Wir spürten den leichten, durch das Mauerwerk übertragenen Stoß, als die Tür im Stockwerk unter uns zugezogen und abgeschlossen wurde. Chico hob fragend die Augenbrauen, ich nickte, und er machte sich mit einem Bündel Dietriche über das Problem her. Es entstand ein leise kratzendes Geräusch, als er sich in den Mechanismus hineinfummelte, dann folgte ein wenig Kraftaufwand und schließlich der Blick der Befriedigung, als der metallene Riegel in die Tür zurückglitt.
Ohne die Tür hinter uns abzuschließen, gingen wir hinein und befanden uns im vertrauten Hauptquartier des britischen Reitsports. Riesige, teppichbelegte Flächen, bequeme Sessel, gediegenes Mobiliar aus massivem, poliertem Holz und der Geruch erkalteten Zigarrenrauchs.
Die Sicherheitsabteilung war in einem separaten Flur mit kleineren Büroräumen untergebracht, wo wir sehr leicht zu Eddy Keith hineingelangten.
Keine der inneren Türen schien abgeschlossen zu sein, und ich nahm an, daß es da wirklich nicht sehr viel zu stehlen gab, wenn man von elektrischen Schreibmaschinen und ähnlichen Nichtigkeiten absah. Eddy Keiths Aktenschränke ließen sich alle ohne die geringsten Schwierigkeiten aufziehen, ebenso die Schubfächer seines Schreibtisches.
Wir saßen in der strahlenden Abendsonne und lasen die Berichte über die Syndikate, von denen mir Jacksy berichtet hatte. Elf Pferde, deren Namen ich mir, gleich, nachdem er in Watford aus dem Wagen gestiegen war, notiert hatte, um sie nicht zu vergessen. Elf Syndikate, von Eddy ganz offensichtlich überprüft und zugelassen, und die beiden eingetragenen Besitzer, die Kumpel von Rammileese, unweigerlich auf allen Mitgliedslisten. Und wie im Falle der vier, denen Philip Friarly vorstand, fand sich nichts in den Unterlagen, womit sich irgend etwas hätte beweisen lassen. Sie waren sehr sorgfältig, ja, peinlich korrekt angelegt worden — und forderten einen regelrecht zur Überprüfung auf.
Eins war seltsam — alle vier Friarly-Akten fehlten.
Wir durchsuchten den Schreibtisch. Darin verwahrte Eddy ein paar persönliche Dinge — einen batteriebetriebenen
Rasierapparat, Tabletten gegen Verdauungsstörungen, einen Kamm und ungefähr sechzehn Zündholzbriefchen, alle von Spielclubs. Ferner fanden sich einfaches Briefpapier, Schreibgeräte, ein Taschenrechner, ein Terminkalender. Dort waren lediglich die Besprechungen der Rennleitungen eingetragen, an denen er von Amts wegen teilnehmen mußte.

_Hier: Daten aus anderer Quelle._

impl<E: Clone> TreeSequence<E> {
    pub(crate) fn push_back(&self, element: E) -> Self {
        let length = self.element_count();
        let images = self
            .images
            .map_images(|image| image.insert_at(length, &element));
        let root = concat(&Leftmost, &self.root, &Some(Node::leaf(element)));
        Self::with_parts(root, images)
    }

    pub(crate) fn insert_at(&self, position: &BigUint, element: E) -> Result<Self, CollectionError> {
        if position > self.element_count() {
            return Err(CollectionError::out_of_bounds(position, self.element_count()));
        }
        let images = self
            .images
            .map_images(|image| image.insert_at(position, &element));
        let root = positional::insert_at(&Leftmost, &self.root, position, Node::leaf(element));
        Ok(Self::with_parts(Some(root), images))
    }

    pub(crate) fn replace_at(&self, position: &BigUint, element: E) -> Result<Self, CollectionError> {
        let Some(link) = self.root.as_ref().filter(|link| position < link.count()) else {
            return Err(CollectionError::out_of_bounds(position, self.element_count()));
        };
        let images = self
            .images
            .map_images(|image| image.replace_at(position, &element));
        let root = positional::replace(&Leftmost, link, position, Node::leaf(element));
        Ok(Self::with_parts(Some(root), images))
    }

    pub(crate) fn remove_at(&self, position: &BigUint) -> Result<Self, CollectionError> {
        let Some(link) = self.root.as_ref().filter(|link| position < link.count()) else {
            return Err(CollectionError::out_of_bounds(position, self.element_count()));
        };
        let images = self.images.map_images(|image| image.remove_at(position));
        let root = positional::remove_at(&Leftmost, link, position);
        Ok(Self::with_parts(root, images))
    }

    pub(crate) fn slice(&self, start: &BigUint, end: &BigUint) -> Result<Self, CollectionError> {
        self.check_range(start, end)?;
        let images = self.images.map_images(|image| image.slice(start, end));
        let root = slice(&Leftmost, &self.root, start, end);
        Ok(Self::with_parts(root, images))
    }

    pub(crate) fn catenate(&self, other: &Self) -> Self {
        let images = self
            .images
            .catenate(&self.root, &other.images, &other.root);
        let root = concat(&Leftmost, &self.root, &other.root);
        Self::with_parts(root, images)
    }

    /// Empties the sequence; registered maps stay, their images become zero.
    pub(crate) fn clear(&self) -> Self {
        let images = self.images.map_images(|image| image.recompute(&None));
        Self::with_parts(None, images)
    }

    pub(crate) fn insert_ordered<C>(&self, comparator: &C, element: E, behavior: InsertBehavior) -> Self
    where
        C: Comparator<E> + ?Sized,
    {
        let (root, placement) = order::insert(&self.root, comparator, element, behavior);
        let stored = positional::get(&root, placement.position());
        let images = match &placement {
            Placement::Inserted(position) => self
                .images
                .map_images(|image| image.insert_at(position, stored)),
            Placement::Replaced(position) => self
                .images
                .map_images(|image| image.replace_at(position, stored)),
        };
        Self::with_parts(Some(root), images)
    }

    /// Removes one element equal to `element`, or returns `None` when there
    /// is none.
    pub(crate) fn remove_ordered<C>(&self, comparator: &C, element: &E) -> Option<Self>
    where
        C: Comparator<E> + ?Sized,
    {
        let (root, position) = order::remove(&self.root, comparator, element)?;
        let images = self.images.map_images(|image| image.remove_at(&position));
        Some(Self::with_parts(root, images))
    }

    /// Positional insert that keeps the sequence sorted.
    pub(crate) fn insert_sorted_at<C>(
        &self,
        comparator: &C,
        position: &BigUint,
        element: E,
        strict: bool,
    ) -> Result<Self, CollectionError>
    where
        C: Comparator<E> + ?Sized,
    {
        if position > self.element_count() {
            return Err(CollectionError::out_of_bounds(position, self.element_count()));
        }
        let before = (!position.is_zero()).then(|| position - 1_u32);
        if !self.fits_between(comparator, &element, before.as_ref(), position, strict) {
            return Err(CollectionError::OrderViolation {
                position: position.clone(),
            });
        }
        self.insert_at(position, element)
    }

    /// Positional replace that keeps the sequence sorted.
    pub(crate) fn replace_sorted_at<C>(
        &self,
        comparator: &C,
        position: &BigUint,
        element: E,
        strict: bool,
    ) -> Result<Self, CollectionError>
    where
        C: Comparator<E> + ?Sized,
    {
        self.check_index(position)?;
        let before = (!position.is_zero()).then(|| position - 1_u32);
        let after = position + BigUint::one();
        if !self.fits_between(comparator, &element, before.as_ref(), &after, strict) {
            return Err(CollectionError::OrderViolation {
                position: position.clone(),
            });
        }
        self.replace_at(position, element)
    }

    /// Catenation of two sorted sequences; `strict` demands that the
    /// boundary elements differ.
    pub(crate) fn catenate_sorted<C>(&self, other: &Self, comparator: &C, strict: bool) -> Result<Self, CollectionError>
    where
        C: Comparator<E> + ?Sized,
    {
        if let (Ok(last), Ok(first)) = (self.last(), other.first()) {
            let ordering = comparator.compare(last, first);
            let compatible = ordering == Ordering::Less || (!strict && ordering == Ordering::Equal);
            if !compatible {
                debug!(?ordering, strict, "rejected sorted catenation");
                return Err(CollectionError::IncompatibleBoundary);
            }
        }
        Ok(self.catenate(other))
    }
}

Ich sah auf die Uhr. Viertel vor acht. Chico nickte und fing an, die Akten säuberlich in die Schränke zurückzustellen. Ziemlich enttäuschend, das Ganze, dachte ich. Absolute Fehlanzeige.
Als wir schon fertig zum Aufbruch waren, warf ich noch schnell einen Blick in ein Fach, auf dem» Personal «stand und das schmale Aktenordner mit den Unterlagen aller derzeitigen Mitarbeiter und Versorgungsempfänger des Jockey Club enthielt. Ich suchte nach der Akte von Mason, aber irgend jemand hatte auch die an sich genommen.
«Kommst du?«fragte Chico.
Ich nickte bedauernd. Wir verließen Eddys Büro so, wie wir es vorgefunden hatten, und kehrten zur Tür und ins Treppenhaus zurück. Nichts rührte sich. Das Hauptquartier des britischen Reitsports stand Eindringlingen weit offen, die nun mit leeren Händen wieder abziehen mußten.
Kapitel 14
Aus verschiedenen Gründen niedergeschlagen, fuhr ich am Freitag relativ langsam nach Newmarket.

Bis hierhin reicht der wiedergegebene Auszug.